Upload your raw datasets (.fq or .fastq format file) and relative files (e.g., reference genomes and gene model annotations) to HPC or other server, like following:

where the GL.fa is reference genome, GL.gb.gff is gene model annotation. Then extract compressed files to current directory, command like this:

> gunzip *.fq.gz

Then you need to use ShortRead to do QA(Quality Assessment), filtering and trimming, so make sure that you have installed R package. If not, don’t warry, you could do as the following steps now. Otherwise, you can skip them.

Firstly, Download the latest R package( https://cran.r-project.org/ ) for Linux, e.g., R-3.2.3.tar.gz, and upload this file to HPC, then execute the following commands:

> tar –zxvf R-3.2.3.tar.gz > cd R-3.2.3 > ./configure > make > make install > vim ~/.bash_profile

now you need to edit following two sentences in ~/.bash_profile:

PATH = /home/yangj/R-3.2.3/bin:$PATH Export PATH

then save and quit (/home/yangj/R-3.2.3 is absolute path of R package in my PC, remembering to substitute yours), finally, execute:

> source ~/.bash_profile

2. ShortRead( QA(Quality Assessment), filtering and trimming)

a) QA

Firstly, we need to move into R environment:

> R

then we need to install the ShortRead and DESeq, if you have not installed before.

> source("https://bioconductor.org/biocLite.R")

> biocLite(“ShortRead”, "DESeq")

then use setwd() to set the working directory to where the FQ file are situated

> setwd("/home/yangj/DESeq-SDU/Sample")

load ShortRead library:

> library("ShortRead")

Now we can access quality control with ShortRead,

> fls = dir("./", "*fq$", full=TRUE) > qaSummary = qa(fls, type="fastq") > report(qaSummary, type="html", dest="fqQAreport")

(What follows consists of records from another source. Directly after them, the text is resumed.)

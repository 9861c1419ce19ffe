//! Category store backed by a JSON file.
//!
//! The file holds the flat list exactly as a backend would return it: a JSON
//! array of `{id, name, parentId, description}` objects. Writes go to a
//! sibling temp file first and are renamed into place.
//!
//! Ids are `cat-<n>`. The highest `n` ever issued is kept in a sidecar
//! `.seq` file next to the list, so an id freed by a delete is never handed
//! out again.

use async_trait::async_trait;
use std::ffi::OsString;
use std::io;
use std::path::{Path, PathBuf};
use tokio::sync::Mutex;
use tracing::debug;

use super::{CategoryStore, StoreError, check_record};
use crate::model::category::{Category, CategoryPatch, NewCategory};

const ID_PREFIX: &str = "cat-";

#[derive(Debug)]
pub struct JsonFileStore {
    path: PathBuf,
    /// Serializes read-modify-write cycles within this process.
    write_lock: Mutex<()>,
}

impl JsonFileStore {
    pub fn new(path: impl Into<PathBuf>) -> Self {
        Self {
            path: path.into(),
            write_lock: Mutex::new(()),
        }
    }

    #[must_use]
    pub fn path(&self) -> &Path {
        &self.path
    }

    /// The id high-water file, e.g. `categories.seq` beside `categories.json`.
    #[must_use]
    pub fn seq_path(&self) -> PathBuf {
        self.path.with_extension("seq")
    }

    /// Write an empty list if the file does not exist yet.
    ///
    /// Returns `true` if a file was created.
    ///
    /// # Errors
    ///
    /// Returns [`StoreError::Io`] if the parent directory or file cannot be
    /// created.
    pub async fn ensure_exists(&self) -> Result<bool, StoreError> {
        if tokio::fs::try_exists(&self.path).await? {
            return Ok(false);
        }
        self.save(&[]).await?;
        Ok(true)
    }

    async fn load(&self) -> Result<Vec<Category>, StoreError> {
        let bytes = match tokio::fs::read(&self.path).await {
            Ok(bytes) => bytes,
            Err(e) if e.kind() == io::ErrorKind::NotFound => return Ok(Vec::new()),
            Err(e) => return Err(e.into()),
        };
        if bytes.iter().all(u8::is_ascii_whitespace) {
            return Ok(Vec::new());
        }
        Ok(serde_json::from_slice(&bytes)?)
    }

    async fn save(&self, records: &[Category]) -> Result<(), StoreError> {
        let mut body = serde_json::to_vec_pretty(records)?;
        body.push(b'\n');
        write_atomic(&self.path, &body).await?;
        debug!(path = %self.path.display(), records = records.len(), "saved category file");
        Ok(())
    }

    /// Highest id number recorded in the `.seq` file; 0 if there is none.
    async fn load_high_water(&self) -> Result<u64, StoreError> {
        let raw = match tokio::fs::read_to_string(self.seq_path()).await {
            Ok(raw) => raw,
            Err(e) if e.kind() == io::ErrorKind::NotFound => return Ok(0),
            Err(e) => return Err(e.into()),
        };
        if raw.trim().is_empty() {
            return Ok(0);
        }
        Ok(serde_json::from_str(raw.trim())?)
    }

    /// Reserve the next id and persist the new high-water mark.
    ///
    /// Files written before the `.seq` file existed are covered by also
    /// looking at the ids already in `records`.
    async fn allocate_id(&self, records: &[Category]) -> Result<String, StoreError> {
        let last = self.load_high_water().await?.max(max_issued(records));
        let next = last
            .checked_add(1)
            .ok_or_else(|| StoreError::unavailable("category id space exhausted"))?;
        write_atomic(&self.seq_path(), format!("{next}\n").as_bytes()).await?;
        Ok(format!("{ID_PREFIX}{next}"))
    }
}

/// Largest `n` among the `cat-<n>` ids in `records`.
fn max_issued(records: &[Category]) -> u64 {
    records
        .iter()
        .filter_map(|c| c.id.strip_prefix(ID_PREFIX)?.parse::<u64>().ok())
        .max()
        .unwrap_or(0)
}

/// Write `body` to a `<path>.tmp` sibling and rename it over `path`.
///
/// The temp file is removed again if either step fails.
async fn write_atomic(path: &Path, body: &[u8]) -> Result<(), StoreError> {
    if let Some(dir) = path.parent().filter(|d| !d.as_os_str().is_empty()) {
        tokio::fs::create_dir_all(dir).await?;
    }
    let mut tmp = OsString::from(path.as_os_str());
    tmp.push(".tmp");
    let tmp = PathBuf::from(tmp);

    let written = match tokio::fs::write(&tmp, body).await {
        Ok(()) => tokio::fs::rename(&tmp, path).await,
        Err(e) => Err(e),
    };
    if let Err(e) = written {
        if let Err(cleanup) = tokio::fs::remove_file(&tmp).await {
            debug!(path = %tmp.display(), error = %cleanup, "temp file not removed");
        }
        return Err(e.into());
    }
    Ok(())
}

#[async_trait]
impl CategoryStore for JsonFileStore {
    async fn list(&self) -> Result<Vec<Category>, StoreError> {
        self.load().await
    }

    async fn create(&self, input: NewCategory) -> Result<Category, StoreError> {
        let _guard = self.write_lock.lock().await;
        let mut records = self.load().await?;
        let mut category = Category {
            id: String::new(),
            name: input.name,
            parent_id: input.parent_id,
            description: input.description,
        };
        check_record(&category)?;
        category.id = self.allocate_id(&records).await?;
        records.push(category.clone());
        self.save(&records).await?;
        Ok(category)
    }

    async fn update(&self, id: &str, patch: CategoryPatch) -> Result<Category, StoreError> {
        let _guard = self.write_lock.lock().await;
        let mut records = self.load().await?;
        let existing = records
            .iter_mut()
            .find(|c| c.id == id)
            .ok_or_else(|| StoreError::not_found(id))?;

        let mut updated = existing.clone();
        patch.apply_to(&mut updated);
        check_record(&updated)?;
        *existing = updated.clone();
        self.save(&records).await?;
        Ok(updated)
    }

    async fn delete(&self, id: &str) -> Result<(), StoreError> {
        let _guard = self.write_lock.lock().await;
        let mut records = self.load().await?;
        let before = records.len();
        records.retain(|c| c.id != id);
        if records.len() == before {
            return Err(StoreError::not_found(id));
        }
        self.save(&records).await
    }
}

#[cfg(test)]
mod tests {
    use super::*;
    use tempfile::TempDir;

    fn store_in(dir: &TempDir) -> JsonFileStore {
        JsonFileStore::new(dir.path().join("nested/categories.json"))
    }

    #[tokio::test]
    async fn missing_file_lists_empty() {
        let dir = TempDir::new().expect("tempdir");
        let store = store_in(&dir);
        assert!(store.list().await.expect("list").is_empty());
    }

    #[tokio::test]
    async fn ensure_exists_creates_once() {
        let dir = TempDir::new().expect("tempdir");
        let store = store_in(&dir);
        assert!(store.ensure_exists().await.expect("ensure"));
        assert!(!store.ensure_exists().await.expect("ensure again"));
        let raw = std::fs::read_to_string(store.path()).expect("read");
        assert_eq!(raw.trim(), "[]");
    }

    #[tokio::test]
    async fn create_update_delete_round_through_disk() {
        let dir = TempDir::new().expect("tempdir");
        let store = store_in(&dir);

        let rings = store.create(NewCategory::new("Rings")).await.expect("create");
        let gold = store
            .create(NewCategory::new("Gold").under(&rings.id))
            .await
            .expect("create child");
        assert_eq!(rings.id, "cat-1");
        assert_eq!(gold.id, "cat-2");

        let renamed = store
            .update(
                &gold.id,
                CategoryPatch {
                    name: Some("Gold Rings".into()),
                    ..CategoryPatch::default()
                },
            )
            .await
            .expect("update");
        assert_eq!(renamed.parent_id.as_deref(), Some("cat-1"));

        // A second handle sees the same data.
        let reopened = JsonFileStore::new(store.path());
        let listed = reopened.list().await.expect("list");
        assert_eq!(listed.len(), 2);
        assert_eq!(listed[1].name, "Gold Rings");

        store.delete(&rings.id).await.expect("delete");
        let listed = store.list().await.expect("list");
        assert_eq!(listed.len(), 1);
        assert_eq!(listed[0].parent_id.as_deref(), Some("cat-1"));
    }

    #[tokio::test]
    async fn delete_unknown_is_not_found() {
        let dir = TempDir::new().expect("tempdir");
        let store = store_in(&dir);
        let err = store.delete("cat-9").await.unwrap_err();
        assert_eq!(err.status(), Some(404));
    }

    #[tokio::test]
    async fn malformed_file_is_reported() {
        let dir = TempDir::new().expect("tempdir");
        let store = store_in(&dir);
        std::fs::create_dir_all(store.path().parent().expect("parent")).expect("mkdir");
        std::fs::write(store.path(), "{not json").expect("write");
        let err = store.list().await.unwrap_err();
        assert!(matches!(err, StoreError::Malformed(_)));
    }

    #[test]
    fn max_issued_skips_foreign_ids() {
        let records = vec![
            Category::new("cat-3", "Rings"),
            Category::new("42", "Legacy"),
            Category::new("cat-x", "Odd"),
        ];
        assert_eq!(max_issued(&records), 3);
        assert_eq!(max_issued(&[]), 0);
    }

    #[tokio::test]
    async fn deleted_top_id_is_not_reissued() {
        let dir = TempDir::new().expect("tempdir");
        let store = store_in(&dir);

        let rings = store.create(NewCategory::new("Rings")).await.expect("create");
        let tmp = store.create(NewCategory::new("Tmp")).await.expect("create");
        assert_eq!(tmp.id, "cat-2");
        store.delete(&tmp.id).await.expect("delete");

        let watches = store.create(NewCategory::new("Watches")).await.expect("create");
        assert_eq!(watches.id, "cat-3");

        // A fresh handle reads the same high-water mark from disk.
        let reopened = JsonFileStore::new(store.path());
        reopened.delete(&watches.id).await.expect("delete");
        let next = reopened.create(NewCategory::new("Clocks")).await.expect("create");
        assert_eq!(next.id, "cat-4");
        assert_ne!(next.id, rings.id);
        assert_eq!(
            std::fs::read_to_string(store.seq_path()).expect("seq").trim(),
            "4"
        );
    }

    #[tokio::test]
    async fn ids_continue_after_a_list_written_without_seq_file() {
        let dir = TempDir::new().expect("tempdir");
        let store = store_in(&dir);
        std::fs::create_dir_all(store.path().parent().expect("parent")).expect("mkdir");
        std::fs::write(store.path(), r#"[{"id":"cat-7","name":"Rings"}]"#).expect("seed");

        let created = store.create(NewCategory::new("Gold")).await.expect("create");
        assert_eq!(created.id, "cat-8");
    }

    #[tokio::test]
    async fn rejected_create_does_not_consume_an_id() {
        let dir = TempDir::new().expect("tempdir");
        let store = store_in(&dir);
        assert!(store.create(NewCategory::new("  ")).await.is_err());
        let created = store.create(NewCategory::new("Rings")).await.expect("create");
        assert_eq!(created.id, "cat-1");
    }

    #[tokio::test]
    async fn exhausted_id_space_is_an_error() {
        let dir = TempDir::new().expect("tempdir");
        let store = store_in(&dir);
        std::fs::create_dir_all(store.path().parent().expect("parent")).expect("mkdir");
        std::fs::write(store.seq_path(), format!("{}\n", u64::MAX)).expect("seed");

        let err = store.create(NewCategory::new("Rings")).await.unwrap_err();
        assert!(matches!(err, StoreError::Unavailable(_)));
        assert!(store.list().await.expect("list").is_empty());
    }

    #[tokio::test]
    async fn failed_rename_removes_temp_file() {
        let dir = TempDir::new().expect("tempdir");
        let target = dir.path().join("categories.json");
        std::fs::create_dir_all(target.join("occupied")).expect("block target");

        assert!(write_atomic(&target, b"[]\n").await.is_err());
        assert!(!dir.path().join("categories.json.tmp").exists());
    }
}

However, HPC do not support X11, then you will get the error as following:

So we need to download the qaSummary to our local machine, and manipulate it with RStudio.

save(qaSummary, file="qaSummary")

Download qaSummary to your local machine, then boot up you RStudio.

> load("C:/BaiduYunDownload/qaSummary") > report(qaSummary, type="html", dest="fqQAreport")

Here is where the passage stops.